- **Exercise**: Working through the lines below, return each one that holds "crates".

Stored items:
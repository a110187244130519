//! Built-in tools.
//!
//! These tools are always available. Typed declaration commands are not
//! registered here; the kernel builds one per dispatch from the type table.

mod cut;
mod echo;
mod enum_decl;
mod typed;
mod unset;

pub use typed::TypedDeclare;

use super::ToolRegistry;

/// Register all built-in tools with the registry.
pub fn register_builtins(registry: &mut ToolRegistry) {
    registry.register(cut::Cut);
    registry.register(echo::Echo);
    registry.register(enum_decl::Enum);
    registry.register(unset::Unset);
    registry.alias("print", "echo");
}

...

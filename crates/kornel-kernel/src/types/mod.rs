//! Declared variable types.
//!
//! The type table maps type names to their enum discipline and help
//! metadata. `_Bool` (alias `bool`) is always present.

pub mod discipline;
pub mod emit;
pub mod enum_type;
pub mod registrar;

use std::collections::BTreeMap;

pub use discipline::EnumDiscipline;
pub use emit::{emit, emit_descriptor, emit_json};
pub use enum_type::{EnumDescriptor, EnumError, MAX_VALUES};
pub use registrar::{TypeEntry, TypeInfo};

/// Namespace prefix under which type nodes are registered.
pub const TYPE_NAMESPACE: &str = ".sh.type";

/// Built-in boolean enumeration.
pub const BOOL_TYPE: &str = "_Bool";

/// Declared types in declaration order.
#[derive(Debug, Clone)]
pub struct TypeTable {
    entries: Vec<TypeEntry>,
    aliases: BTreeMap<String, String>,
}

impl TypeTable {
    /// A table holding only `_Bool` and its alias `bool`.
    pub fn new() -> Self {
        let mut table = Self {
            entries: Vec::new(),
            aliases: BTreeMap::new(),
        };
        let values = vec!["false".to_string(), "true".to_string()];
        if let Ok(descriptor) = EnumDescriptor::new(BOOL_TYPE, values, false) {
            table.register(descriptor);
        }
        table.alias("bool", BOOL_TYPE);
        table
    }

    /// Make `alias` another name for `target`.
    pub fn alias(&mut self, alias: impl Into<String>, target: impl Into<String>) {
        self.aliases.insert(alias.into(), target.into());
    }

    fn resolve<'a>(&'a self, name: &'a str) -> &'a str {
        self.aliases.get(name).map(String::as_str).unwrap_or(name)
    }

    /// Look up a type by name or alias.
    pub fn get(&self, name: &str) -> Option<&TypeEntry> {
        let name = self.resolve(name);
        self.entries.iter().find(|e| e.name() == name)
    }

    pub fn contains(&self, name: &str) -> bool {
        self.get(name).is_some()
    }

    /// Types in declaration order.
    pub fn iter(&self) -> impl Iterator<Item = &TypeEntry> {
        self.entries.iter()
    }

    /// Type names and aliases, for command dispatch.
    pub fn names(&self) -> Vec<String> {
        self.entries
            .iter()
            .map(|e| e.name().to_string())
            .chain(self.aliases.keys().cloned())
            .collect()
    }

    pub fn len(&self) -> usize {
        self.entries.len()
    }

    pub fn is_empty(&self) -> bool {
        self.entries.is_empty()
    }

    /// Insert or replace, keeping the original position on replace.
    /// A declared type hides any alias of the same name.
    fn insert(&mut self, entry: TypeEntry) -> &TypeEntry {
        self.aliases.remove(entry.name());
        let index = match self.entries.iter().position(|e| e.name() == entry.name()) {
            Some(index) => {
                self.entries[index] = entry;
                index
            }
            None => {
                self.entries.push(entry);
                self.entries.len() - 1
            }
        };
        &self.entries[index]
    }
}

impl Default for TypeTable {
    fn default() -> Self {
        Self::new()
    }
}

---

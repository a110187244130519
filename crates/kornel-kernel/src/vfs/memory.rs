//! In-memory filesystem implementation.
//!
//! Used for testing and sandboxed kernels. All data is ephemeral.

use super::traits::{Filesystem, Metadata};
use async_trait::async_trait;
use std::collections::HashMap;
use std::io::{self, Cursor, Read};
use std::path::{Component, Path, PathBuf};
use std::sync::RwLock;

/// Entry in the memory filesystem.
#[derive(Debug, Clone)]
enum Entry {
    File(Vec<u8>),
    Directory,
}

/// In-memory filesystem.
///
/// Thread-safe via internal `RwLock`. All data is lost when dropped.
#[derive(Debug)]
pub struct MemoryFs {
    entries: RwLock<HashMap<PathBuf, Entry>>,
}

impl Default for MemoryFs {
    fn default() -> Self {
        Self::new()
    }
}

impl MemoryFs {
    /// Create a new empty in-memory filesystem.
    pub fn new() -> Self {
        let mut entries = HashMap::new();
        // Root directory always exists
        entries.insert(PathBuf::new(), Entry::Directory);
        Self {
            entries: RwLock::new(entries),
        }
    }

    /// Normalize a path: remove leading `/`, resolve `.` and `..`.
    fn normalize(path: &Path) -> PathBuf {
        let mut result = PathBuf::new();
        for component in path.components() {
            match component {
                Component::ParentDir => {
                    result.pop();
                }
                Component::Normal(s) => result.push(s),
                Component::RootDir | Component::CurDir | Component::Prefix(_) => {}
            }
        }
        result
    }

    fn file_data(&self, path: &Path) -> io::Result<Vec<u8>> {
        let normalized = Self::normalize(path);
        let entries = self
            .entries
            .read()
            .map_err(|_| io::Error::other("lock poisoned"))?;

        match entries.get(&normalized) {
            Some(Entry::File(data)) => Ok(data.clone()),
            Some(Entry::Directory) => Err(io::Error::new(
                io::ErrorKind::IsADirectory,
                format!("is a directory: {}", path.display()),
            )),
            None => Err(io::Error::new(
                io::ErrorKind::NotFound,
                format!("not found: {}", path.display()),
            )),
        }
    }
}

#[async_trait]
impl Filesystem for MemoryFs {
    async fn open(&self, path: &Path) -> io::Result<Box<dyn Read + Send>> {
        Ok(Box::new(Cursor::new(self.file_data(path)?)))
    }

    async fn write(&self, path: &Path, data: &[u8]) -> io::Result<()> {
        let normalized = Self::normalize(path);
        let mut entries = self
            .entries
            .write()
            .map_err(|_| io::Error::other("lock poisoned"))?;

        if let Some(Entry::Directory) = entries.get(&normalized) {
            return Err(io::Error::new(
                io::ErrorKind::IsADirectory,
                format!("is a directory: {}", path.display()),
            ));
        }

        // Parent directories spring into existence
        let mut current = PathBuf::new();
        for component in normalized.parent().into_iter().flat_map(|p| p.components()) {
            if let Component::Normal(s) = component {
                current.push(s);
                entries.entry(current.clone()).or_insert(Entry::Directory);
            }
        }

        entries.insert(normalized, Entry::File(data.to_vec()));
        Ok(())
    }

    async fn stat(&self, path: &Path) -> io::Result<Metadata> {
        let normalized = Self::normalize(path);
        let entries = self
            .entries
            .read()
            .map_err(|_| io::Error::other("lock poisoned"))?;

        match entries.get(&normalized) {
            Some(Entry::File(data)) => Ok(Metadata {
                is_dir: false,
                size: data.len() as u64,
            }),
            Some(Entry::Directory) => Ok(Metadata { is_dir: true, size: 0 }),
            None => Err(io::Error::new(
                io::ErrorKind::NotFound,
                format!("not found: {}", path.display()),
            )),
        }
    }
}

- **Task solution**:
filename crates/kornel-kernel/src/types/mod.rs
filename crates/kornel-kernel/src/vfs/memory.rs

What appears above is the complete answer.